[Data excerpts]
◇ ◇ ◇ ◇ ◇

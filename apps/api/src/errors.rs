use axum::{
    http::StatusCode,
    response::{IntoResponse, Response},
    Json,
};
use serde_json::json;
use thiserror::Error;

use crate::store::StoreError;

/// Application-level error type.
/// Implements `IntoResponse` so Axum handlers can return `Result<T, AppError>`.
#[derive(Debug, Error)]
pub enum AppError {
    #[error("Not found: {0}")]
    NotFound(String),

    #[error("Validation error: {0}")]
    Validation(String),

    #[error("Conflict: {0}")]
    Conflict(String),

    #[error("Unauthorized")]
    Unauthorized,

    #[error("Forbidden")]
    Forbidden,

    /// Transient store failure. Clients may retry.
    #[error("Service unavailable: {0}")]
    Unavailable(String),

    #[error("Database error: {0}")]
    Database(#[from] sqlx::Error),

    #[error("Internal server error: {0}")]
    Internal(#[from] anyhow::Error),
}

impl From<StoreError> for AppError {
    fn from(err: StoreError) -> Self {
        match err {
            StoreError::NotFound => AppError::NotFound("record not found".to_string()),
            StoreError::Conflict => AppError::Conflict("record already exists".to_string()),
            StoreError::Unavailable(msg) => AppError::Unavailable(msg),
            StoreError::Database(e) => AppError::Database(e),
        }
    }
}

impl IntoResponse for AppError {
    fn into_response(self) -> Response {
        let (status, code, message) = match &self {
            AppError::NotFound(msg) => (StatusCode::NOT_FOUND, "NOT_FOUND", msg.clone()),
            AppError::Validation(msg) => (StatusCode::BAD_REQUEST, "VALIDATION_ERROR", msg.clone()),
            AppError::Conflict(msg) => (StatusCode::CONFLICT, "CONFLICT", msg.clone()),
            AppError::Unauthorized => (
                StatusCode::UNAUTHORIZED,
                "UNAUTHORIZED",
                "Authentication required".to_string(),
            ),
            AppError::Forbidden => (
                StatusCode::FORBIDDEN,
                "FORBIDDEN",
                "Access denied".to_string(),
            ),
            AppError::Unavailable(msg) => {
                tracing::warn!("Store unavailable: {msg}");
                (
                    StatusCode::SERVICE_UNAVAILABLE,
                    "STORE_UNAVAILABLE",
                    "The store is temporarily unavailable, please retry".to_string(),
                )
            }
            AppError::Database(e) => {
                tracing::error!("Database error: {e}");
                (
                    StatusCode::INTERNAL_SERVER_ERROR,
                    "DATABASE_ERROR",
                    "A database error occurred".to_string(),
                )
            }
            AppError::Internal(e) => {
                tracing::error!("Internal error: {e:?}");
                (
                    StatusCode::INTERNAL_SERVER_ERROR,
                    "INTERNAL_ERROR",
                    "An internal server error occurred".to_string(),
                )
            }
        };

        let body = Json(json!({
            "error": {
                "code": code,
                "message": message,
                "retryable": matches!(self, AppError::Unavailable(_)),
            }
        }));

        (status, body).into_response()
    }
}
pub mod chat;
pub mod profile;
pub mod user;
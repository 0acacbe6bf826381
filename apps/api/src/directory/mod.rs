// Directory: candidate profiles, postings and shortlist records.
// Thin CRUD over `store::DirectoryStore` with input validation in front.

pub mod handlers;
pub mod service;
pub mod validation;
use axum::{
    extract::{Path, State},
    Json,
};
use tracing::info;
use uuid::Uuid;

use crate::errors::AppError;
use crate::identity::CurrentUser;
use crate::matching::ranking::{rank_candidates, recommend_postings, Ranking, RecommendedPosting};
use crate::models::user::Role;
use crate::state::AppState;
use crate::store::with_read_retry;

/// GET /api/v1/postings/:id/ranking
pub async fn handle_rank_posting(
    State(state): State<AppState>,
    user: CurrentUser,
    Path(posting_id): Path<Uuid>,
) -> Result<Json<Ranking>, AppError> {
    user.require(Role::Recruiter)?;

    let retry = state.retry_policy();
    let directory = state.directory.as_ref();
    let posting = with_read_retry(&retry, move || directory.fetch_posting(posting_id))
        .await?
        .ok_or_else(|| AppError::NotFound(format!("Posting {posting_id} not found")))?;
    let pool = with_read_retry(&retry, move || directory.list_profiles()).await?;

    let ranking = rank_candidates(state.scorer.as_ref(), pool, &posting);
    info!(
        "Ranked {} candidates for posting {posting_id}",
        ranking.candidates.len()
    );
    Ok(Json(ranking))
}

/// GET /api/v1/recommendations
pub async fn handle_recommendations(
    State(state): State<AppState>,
    user: CurrentUser,
) -> Result<Json<Vec<RecommendedPosting>>, AppError> {
    user.require(Role::Student)?;

    let retry = state.retry_policy();
    let directory = state.directory.as_ref();
    let candidate_id = user.id.as_str();
    let candidate = with_read_retry(&retry, move || directory.fetch_profile(candidate_id))
        .await?
        .ok_or_else(|| AppError::NotFound("Profile not found; save it first".to_string()))?;
    let postings = with_read_retry(&retry, move || directory.list_postings()).await?;

    Ok(Json(recommend_postings(
        state.scorer.as_ref(),
        &candidate,
        postings,
    )))
}
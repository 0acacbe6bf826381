// Real-time conversation subsystem.
// Implements: conversation identity resolution, the ordered message stream with
// live subscriptions and read tracking, and unread/shortlist aggregation.
// Persistence goes through `store::ChatStore` only.

pub mod handlers;
pub mod hub;
pub mod notifications;
pub mod resolver;
pub mod stream;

◇ ◇ ◇ ◇ ◇

*Brief*. What is the number of lines in the data above that contain the word "body"? Report the figure only.

*Your solution*. 2